During an operation, the pulse is counted on a the beeping machine in the background. 1 2 3 4. Normal is 60-80. A million things can change the pulse. My heart quickens when she walks by, for instance. During an operation, no matter what else is going on, the rhythm, the rate have to be simply going one beat after another. I hear it as if it is my own. Ten things can be happening but if the rhythm changes I am looking up at the anesthesiologist at the same time she is looking at me. We might speak or we might not. She is assuring me or she is telling me to stop, change, wait, let her “catch up”.
If you have a kid, you know what this kind of vigilance is. Nothing rouses you for years before that kid comes. Then, in a weird linguistic twist, nothing at all is rousing you–the slightest whimper. Nothing becomes everything, in the span of a heart beat. Doing surgery is like that.
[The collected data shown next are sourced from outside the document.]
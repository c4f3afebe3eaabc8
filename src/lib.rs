pub mod activation;
pub mod data;
pub mod graph;
pub mod math;
pub mod runtime;
pub mod serialization;
pub mod slots;

// Convenience re-exports
pub use activation::activation::ActivationFunction;
pub use graph::builder::GraphBuilder;
pub use graph::graph::{Graph, GraphError, NodeId};
pub use graph::scorer::{build_scorer, Scorer};
pub use math::matrix::Matrix;
pub use runtime::backend::{Backend, Feeds, Parameters, RuntimeError};
pub use runtime::cpu::CpuBackend;
pub use serialization::model_io::{load_model, save_model, Program};
pub use slots::Slot;
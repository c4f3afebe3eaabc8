//! Sample-data reader, the counterpart of [`generator`](super::generator).
//!
//! Used by inference-side consumers that feed a saved program from a
//! `sample.data` file.

use std::fs;
use std::io;
use std::path::Path;

/// One parsed line of a sample file: a slot name plus its feature vector.
#[derive(Debug, Clone, PartialEq)]
pub struct SampleRow {
    pub slot: String,
    pub values: Vec<f32>,
}

/// Reads every row of a sample file.
pub fn read_sample_file(path: &Path) -> io::Result<Vec<SampleRow>> {
    read_sample_lines(path, 0, usize::MAX)
}

/// Reads rows within a line range. `start_line` and `end_line` are both
/// inclusive, zero-based; a range past the end of the file simply yields
/// fewer rows.
pub fn read_sample_lines(path: &Path, start_line: usize, end_line: usize) -> io::Result<Vec<SampleRow>> {
    let content = fs::read_to_string(path)?;
    let mut rows = Vec::new();

    for (line_no, line) in content.lines().enumerate() {
        if line_no < start_line {
            continue;
        }
        if line_no > end_line {
            break;
        }
        rows.push(parse_row(line, line_no)?);
    }

    Ok(rows)
}

fn parse_row(line: &str, line_no: usize) -> io::Result<SampleRow> {
    let mut fields = line.split_whitespace();
    let slot = fields
        .next()
        .ok_or_else(|| malformed(line_no, "empty line"))?
        .to_string();

    let values = fields
        .map(|field| {
            field
                .parse::<f32>()
                .map_err(|_| malformed(line_no, &format!("bad value '{field}'")))
        })
        .collect::<io::Result<Vec<f32>>>()?;

    if values.is_empty() {
        return Err(malformed(line_no, "no values after slot name"));
    }

    Ok(SampleRow { slot, values })
}

fn malformed(line_no: usize, detail: &str) -> io::Error {
    io::Error::new(
        io::ErrorKind::InvalidData,
        format!("malformed sample line {line_no}: {detail}"),
    )
}
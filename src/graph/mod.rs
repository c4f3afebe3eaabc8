pub mod builder;
pub mod graph;
pub mod scorer;

pub use builder::GraphBuilder;
pub use graph::{Graph, GraphError, InitKind, Node, NodeId, NodeKind, ParameterSpec};
pub use scorer::{build_scorer, Scorer};
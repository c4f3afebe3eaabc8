//! Feature slots: named input channels with a fixed vector width.
//!
//! The slot sequence is generated exactly once per run and handed to both
//! the sample-data writer and the graph assembler, so the names in
//! `sample.data` always match the input placeholders of the saved program.

use rand::Rng;

/// Length of the random lowercase token prefixing each slot name.
const TOKEN_LEN: usize = 4;

/// A named input feature channel with a fixed vector width.
#[derive(Debug, Clone, PartialEq, Eq)]
pub struct Slot {
    pub name: String,
    pub width: usize,
}

impl Slot {
    pub fn new(name: impl Into<String>, width: usize) -> Slot {
        Slot { name: name.into(), width }
    }
}

/// Generates `count` slots of the given `width`.
///
/// Names are a 4-letter random token plus the positional index
/// (e.g. `qkzv_3`). The index suffix makes names unique within a run even
/// if two tokens collide. Pass a seeded rng for reproducible names.
pub fn generate_slots<R: Rng>(count: usize, width: usize, rng: &mut R) -> Vec<Slot> {
    (0..count)
        .map(|i| Slot::new(format!("{}_{}", random_token(rng), i), width))
        .collect()
}

fn random_token<R: Rng>(rng: &mut R) -> String {
    (0..TOKEN_LEN)
        .map(|_| rng.gen_range(b'a'..=b'z') as char)
        .collect()
}
//! The fixed scorer topology over a set of feature slots.

use crate::activation::activation::ActivationFunction;
use crate::graph::builder::GraphBuilder;
use crate::graph::graph::{Graph, GraphError, NodeId};
use crate::slots::Slot;

/// Units in the hidden dense layer.
pub const HIDDEN_SIZE: usize = 8;
/// Units in the output dense layer.
pub const OUTPUT_SIZE: usize = 1;

/// An assembled scoring graph plus the names a runtime consumer needs:
/// feeds in declaration order and the designated output node.
#[derive(Debug, Clone)]
pub struct Scorer {
    pub graph: Graph,
    pub feed_names: Vec<String>,
    pub fetch_name: String,
    pub output: NodeId,
}

/// Assembles the scorer over the given slots:
///
/// one input per slot → sum → data-norm → dense(8, relu) → dense(1) →
/// sigmoid, yielding one scalar per example. The shape of the topology is
/// invariant to the slot count; only the sum's fan-in changes. All slots
/// must share one width.
pub fn build_scorer(slots: &[Slot]) -> Result<Scorer, GraphError> {
    let mut builder = GraphBuilder::new();

    let bows: Vec<NodeId> = slots
        .iter()
        .map(|slot| builder.input(&slot.name, slot.width))
        .collect();

    let bow_sum = builder.sum(&bows)?;
    let norm = builder.data_norm(bow_sum)?;
    let fc1 = builder.dense(norm, HIDDEN_SIZE, ActivationFunction::ReLU)?;
    let fc2 = builder.dense(fc1, OUTPUT_SIZE, ActivationFunction::Identity)?;
    let output = builder.sigmoid(fc2)?;

    let graph = builder.finish(output)?;
    let feed_names = graph.input_names();
    let fetch_name = graph.node(output)?.name.clone();

    Ok(Scorer { graph, feed_names, fetch_name, output })
}

#[cfg(test)]
mod tests {
    use super::*;
    use crate::graph::graph::NodeKind;

    fn fixed_slots() -> Vec<Slot> {
        vec![
            Slot::new("aaaa_0", 2),
            Slot::new("bbbb_1", 2),
            Slot::new("cccc_2", 2),
        ]
    }

    #[test]
    fn declares_one_input_per_slot_in_order() {
        let scorer = build_scorer(&fixed_slots()).unwrap();
        assert_eq!(scorer.feed_names, vec!["aaaa_0", "bbbb_1", "cccc_2"]);
        for &id in scorer.graph.inputs() {
            assert_eq!(scorer.graph.node(id).unwrap().width, 2);
        }
    }

    #[test]
    fn topology_is_the_fixed_chain() {
        let scorer = build_scorer(&fixed_slots()).unwrap();
        let graph = &scorer.graph;

        // inputs -> sum -> data_norm -> fc(8, relu) -> fc(1) -> sigmoid
        let sigmoid = graph.node(scorer.output).unwrap();
        let fc2 = match &sigmoid.kind {
            NodeKind::Sigmoid { input } => graph.node(*input).unwrap(),
            other => panic!("expected sigmoid output, got {other:?}"),
        };
        let fc1 = match &fc2.kind {
            NodeKind::Dense { input, size: 1, activation: ActivationFunction::Identity } => {
                graph.node(*input).unwrap()
            }
            other => panic!("expected dense(1) layer, got {other:?}"),
        };
        let norm = match &fc1.kind {
            NodeKind::Dense { input, size: 8, activation: ActivationFunction::ReLU } => {
                graph.node(*input).unwrap()
            }
            other => panic!("expected dense(8, relu) layer, got {other:?}"),
        };
        let sum = match &norm.kind {
            NodeKind::DataNorm { input } => graph.node(*input).unwrap(),
            other => panic!("expected data_norm layer, got {other:?}"),
        };
        match &sum.kind {
            NodeKind::Sum { inputs } => assert_eq!(inputs.len(), 3),
            other => panic!("expected sum node, got {other:?}"),
        }
    }

    #[test]
    fn output_is_a_single_scalar_for_any_slot_count() {
        for count in [1usize, 3, 20] {
            let slots: Vec<Slot> = (0..count)
                .map(|i| Slot::new(format!("slot_{i}"), 11))
                .collect();
            let scorer = build_scorer(&slots).unwrap();
            assert_eq!(scorer.graph.node(scorer.output).unwrap().width, 1);
            assert_eq!(scorer.fetch_name, "sigmoid_0");
        }
    }

    #[test]
    fn rejects_slots_of_differing_widths() {
        let slots = vec![Slot::new("a_0", 2), Slot::new("b_1", 3)];
        let err = build_scorer(&slots).unwrap_err();
        assert_eq!(err, GraphError::WidthMismatch { expected: 2, found: 3 });
    }

    #[test]
    fn rejects_an_empty_slot_list() {
        assert_eq!(build_scorer(&[]).unwrap_err(), GraphError::EmptySum);
    }
}
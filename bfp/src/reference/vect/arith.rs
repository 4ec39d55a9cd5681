use itertools::izip;

use crate::{
    layouts::{Headroom, LeftShift, Mantissa, RightShift},
    reference::{headroom, shift_sat, vect_headroom},
};

/// `res[k] = a[k] << shl` (saturating left, rounding right). Returns the
/// headroom of `res`.
#[inline(always)]
pub fn vect_shl_ref<T: Mantissa>(res: &mut [T], a: &[T], shl: LeftShift) -> Headroom {
    #[cfg(debug_assertions)]
    {
        assert_eq!(res.len(), a.len());
    }
    let shr: RightShift = shl.saturating_neg();
    izip!(res.iter_mut(), a.iter()).for_each(|(r, &x)| *r = shift_sat(x, shr));
    vect_headroom(res)
}

#[inline(always)]
pub fn vect_shl_inplace_ref<T: Mantissa>(res: &mut [T], shl: LeftShift) -> Headroom {
    let shr: RightShift = shl.saturating_neg();
    res.iter_mut().for_each(|r| *r = shift_sat(*r, shr));
    vect_headroom(res)
}

/// `res[k] = sat(a[k] >> a_shr + b[k] >> b_shr)`.
#[inline(always)]
pub fn vect_add_ref<T: Mantissa>(res: &mut [T], a: &[T], b: &[T], a_shr: RightShift, b_shr: RightShift) -> Headroom {
    #[cfg(debug_assertions)]
    {
        assert_eq!(res.len(), a.len());
        assert_eq!(res.len(), b.len());
    }
    izip!(res.iter_mut(), a.iter(), b.iter()).for_each(|(r, &x, &y)| {
        *r = T::sat_from_i64(shift_sat(x, a_shr).to_i64() + shift_sat(y, b_shr).to_i64());
    });
    vect_headroom(res)
}

/// `res[k] = sat(res[k] >> res_shr + a[k] >> a_shr)`.
#[inline(always)]
pub fn vect_add_inplace_ref<T: Mantissa>(res: &mut [T], a: &[T], res_shr: RightShift, a_shr: RightShift) -> Headroom {
    #[cfg(debug_assertions)]
    {
        assert_eq!(res.len(), a.len());
    }
    izip!(res.iter_mut(), a.iter()).for_each(|(r, &x)| {
        *r = T::sat_from_i64(shift_sat(*r, res_shr).to_i64() + shift_sat(x, a_shr).to_i64());
    });
    vect_headroom(res)
}

/// `res[k] = sat(a[k] >> a_shr - b[k] >> b_shr)`.
#[inline(always)]
pub fn vect_sub_ref<T: Mantissa>(res: &mut [T], a: &[T], b: &[T], a_shr: RightShift, b_shr: RightShift) -> Headroom {
    #[cfg(debug_assertions)]
    {
        assert_eq!(res.len(), a.len());
        assert_eq!(res.len(), b.len());
    }
    izip!(res.iter_mut(), a.iter(), b.iter()).for_each(|(r, &x, &y)| {
        *r = T::sat_from_i64(shift_sat(x, a_shr).to_i64() - shift_sat(y, b_shr).to_i64());
    });
    vect_headroom(res)
}

/// `res[k] = sat(res[k] >> res_shr - a[k] >> a_shr)`.
#[inline(always)]
pub fn vect_sub_inplace_ref<T: Mantissa>(res: &mut [T], a: &[T], res_shr: RightShift, a_shr: RightShift) -> Headroom {
    #[cfg(debug_assertions)]
    {
        assert_eq!(res.len(), a.len());
    }
    izip!(res.iter_mut(), a.iter()).for_each(|(r, &x)| {
        *r = T::sat_from_i64(shift_sat(*r, res_shr).to_i64() - shift_sat(x, a_shr).to_i64());
    });
    vect_headroom(res)
}

/// `res[k] = sat(a[k] >> a_shr + c)`; `c` is already aligned to the output
/// exponent.
#[inline(always)]
pub fn vect_add_scalar_ref<T: Mantissa>(res: &mut [T], a: &[T], c: T, a_shr: RightShift) -> Headroom {
    #[cfg(debug_assertions)]
    {
        assert_eq!(res.len(), a.len());
    }
    izip!(res.iter_mut(), a.iter()).for_each(|(r, &x)| {
        *r = T::sat_from_i64(shift_sat(x, a_shr).to_i64() + c.to_i64());
    });
    vect_headroom(res)
}

#[inline(always)]
pub fn vect_add_scalar_inplace_ref<T: Mantissa>(res: &mut [T], c: T, res_shr: RightShift) -> Headroom {
    res.iter_mut()
        .for_each(|r| *r = T::sat_from_i64(shift_sat(*r, res_shr).to_i64() + c.to_i64()));
    vect_headroom(res)
}

/// Sets every element to `value` and returns its headroom.
#[inline(always)]
pub fn vect_set_ref<T: Mantissa>(res: &mut [T], value: T) -> Headroom {
    res.fill(value);
    headroom(value)
}

/// `res[k] = |a[k]|`, saturating the most negative value to `MAX`.
#[inline(always)]
pub fn vect_abs_ref<T: Mantissa>(res: &mut [T], a: &[T]) -> Headroom {
    #[cfg(debug_assertions)]
    {
        assert_eq!(res.len(), a.len());
    }
    izip!(res.iter_mut(), a.iter()).for_each(|(r, &x)| *r = T::sat_from_i64(x.to_i64().abs()));
    vect_headroom(res)
}

#[inline(always)]
pub fn vect_abs_inplace_ref<T: Mantissa>(res: &mut [T]) -> Headroom {
    res.iter_mut().for_each(|r| *r = T::sat_from_i64(r.to_i64().abs()));
    vect_headroom(res)
}

/// `res[k] = max(a[k], 0)`.
#[inline(always)]
pub fn vect_rect_ref<T: Mantissa>(res: &mut [T], a: &[T]) -> Headroom {
    #[cfg(debug_assertions)]
    {
        assert_eq!(res.len(), a.len());
    }
    izip!(res.iter_mut(), a.iter()).for_each(|(r, &x)| *r = x.max(T::ZERO));
    vect_headroom(res)
}

#[inline(always)]
pub fn vect_rect_inplace_ref<T: Mantissa>(res: &mut [T]) -> Headroom {
    res.iter_mut().for_each(|r| *r = (*r).max(T::ZERO));
    vect_headroom(res)
}

/// `res[k] = clamp(a[k] >> a_shr, lower, upper)`.
#[inline(always)]
pub fn vect_clip_ref<T: Mantissa>(res: &mut [T], a: &[T], lower: T, upper: T, a_shr: RightShift) -> Headroom {
    #[cfg(debug_assertions)]
    {
        assert_eq!(res.len(), a.len());
        assert!(lower <= upper);
    }
    izip!(res.iter_mut(), a.iter()).for_each(|(r, &x)| {
        let y: T = shift_sat(x, a_shr);
        *r = if y <= lower {
            lower
        } else if y >= upper {
            upper
        } else {
            y
        };
    });
    vect_headroom(res)
}

/// `res[k] = max(a[k] >> a_shr, b[k] >> b_shr)`.
#[inline(always)]
pub fn vect_max_elementwise_ref<T: Mantissa>(
    res: &mut [T],
    a: &[T],
    b: &[T],
    a_shr: RightShift,
    b_shr: RightShift,
) -> Headroom {
    #[cfg(debug_assertions)]
    {
        assert_eq!(res.len(), a.len());
        assert_eq!(res.len(), b.len());
    }
    izip!(res.iter_mut(), a.iter(), b.iter()).for_each(|(r, &x, &y)| *r = shift_sat(x, a_shr).max(shift_sat(y, b_shr)));
    vect_headroom(res)
}

/// `res[k] = min(a[k] >> a_shr, b[k] >> b_shr)`.
#[inline(always)]
pub fn vect_min_elementwise_ref<T: Mantissa>(
    res: &mut [T],
    a: &[T],
    b: &[T],
    a_shr: RightShift,
    b_shr: RightShift,
) -> Headroom {
    #[cfg(debug_assertions)]
    {
        assert_eq!(res.len(), a.len());
        assert_eq!(res.len(), b.len());
    }
    izip!(res.iter_mut(), a.iter(), b.iter()).for_each(|(r, &x, &y)| *r = shift_sat(x, a_shr).min(shift_sat(y, b_shr)));
    vect_headroom(res)
}

#[cfg(test)]
mod tests {
    use crate::reference::{
        vect_abs_ref, vect_add_ref, vect_add_scalar_ref, vect_clip_ref, vect_max_elementwise_ref, vect_rect_inplace_ref,
        vect_shl_ref, vect_sub_inplace_ref,
    };

    #[test]
    fn add_aligns_and_saturates() {
        let a: [i16; 3] = [100, -100, 0x7FFF];
        let b: [i16; 3] = [3, 3, 0x7FFF];
        let mut res: [i16; 3] = [0; 3];
        let hr = vect_add_ref(&mut res, &a, &b, 1, -2);
        assert_eq!(res, [62, -38, 0x7FFF]);
        assert_eq!(hr, 0);
    }

    #[test]
    fn sub_inplace() {
        let mut res: [i32; 2] = [10, -10];
        let a: [i32; 2] = [4, 4];
        vect_sub_inplace_ref(&mut res, &a, -1, 1);
        assert_eq!(res, [18, -22]);
    }

    #[test]
    fn add_scalar() {
        let a: [i16; 2] = [8, -8];
        let mut res: [i16; 2] = [0; 2];
        vect_add_scalar_ref(&mut res, &a, 5, 2);
        assert_eq!(res, [7, 3]);
    }

    #[test]
    fn abs_saturates_most_negative() {
        let a: [i16; 3] = [i16::MIN, -5, 5];
        let mut res: [i16; 3] = [0; 3];
        vect_abs_ref(&mut res, &a);
        assert_eq!(res, [i16::MAX, 5, 5]);
    }

    #[test]
    fn rect_and_clip() {
        let mut res: [i32; 4] = [-3, 0, 9, -1];
        let hr = vect_rect_inplace_ref(&mut res);
        assert_eq!(res, [0, 0, 9, 0]);
        assert_eq!(hr, 27);
        let a: [i32; 4] = [-40, -8, 8, 40];
        let mut out: [i32; 4] = [0; 4];
        vect_clip_ref(&mut out, &a, -5, 6, 1);
        assert_eq!(out, [-5, -4, 4, 6]);
    }

    #[test]
    fn shl_and_max() {
        let a: [i16; 2] = [3, -0x2000];
        let mut res: [i16; 2] = [0; 2];
        let hr = vect_shl_ref(&mut res, &a, 2);
        assert_eq!(res, [12, -0x7FFF]);
        assert_eq!(hr, 0);
        let b: [i16; 2] = [7, 7];
        vect_max_elementwise_ref(&mut res, &a, &b, 0, 1);
        assert_eq!(res, [4, 4]);
    }
}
We become present and aware in the presence of unprotected need: babies, adults under anesthesia and under a knife. Any little change matters.
I wonder when I will become this awake to my own pulse, my own needs. When will the turning of my heart a little make me drop whatever I am doing and pay extra special attention? Many people wait until the pump stops altogether and then starts again by some miracle or other and then he or she remembers, or learns that this thing, this heart, this moment, this one here, is not exactly on auto pilot.
I feel my heart racing, roaming, looking for itself in the midst of the chaos of the squeeze of my life. I am looking up from my task, from this operation, from what I thought was my job, important, the dishes maybe. I feel my son on my chest, he is waving now when I wave to him, I am turning and looking and he is looking back, assuring me or telling me to stop, change wait, let him catch up…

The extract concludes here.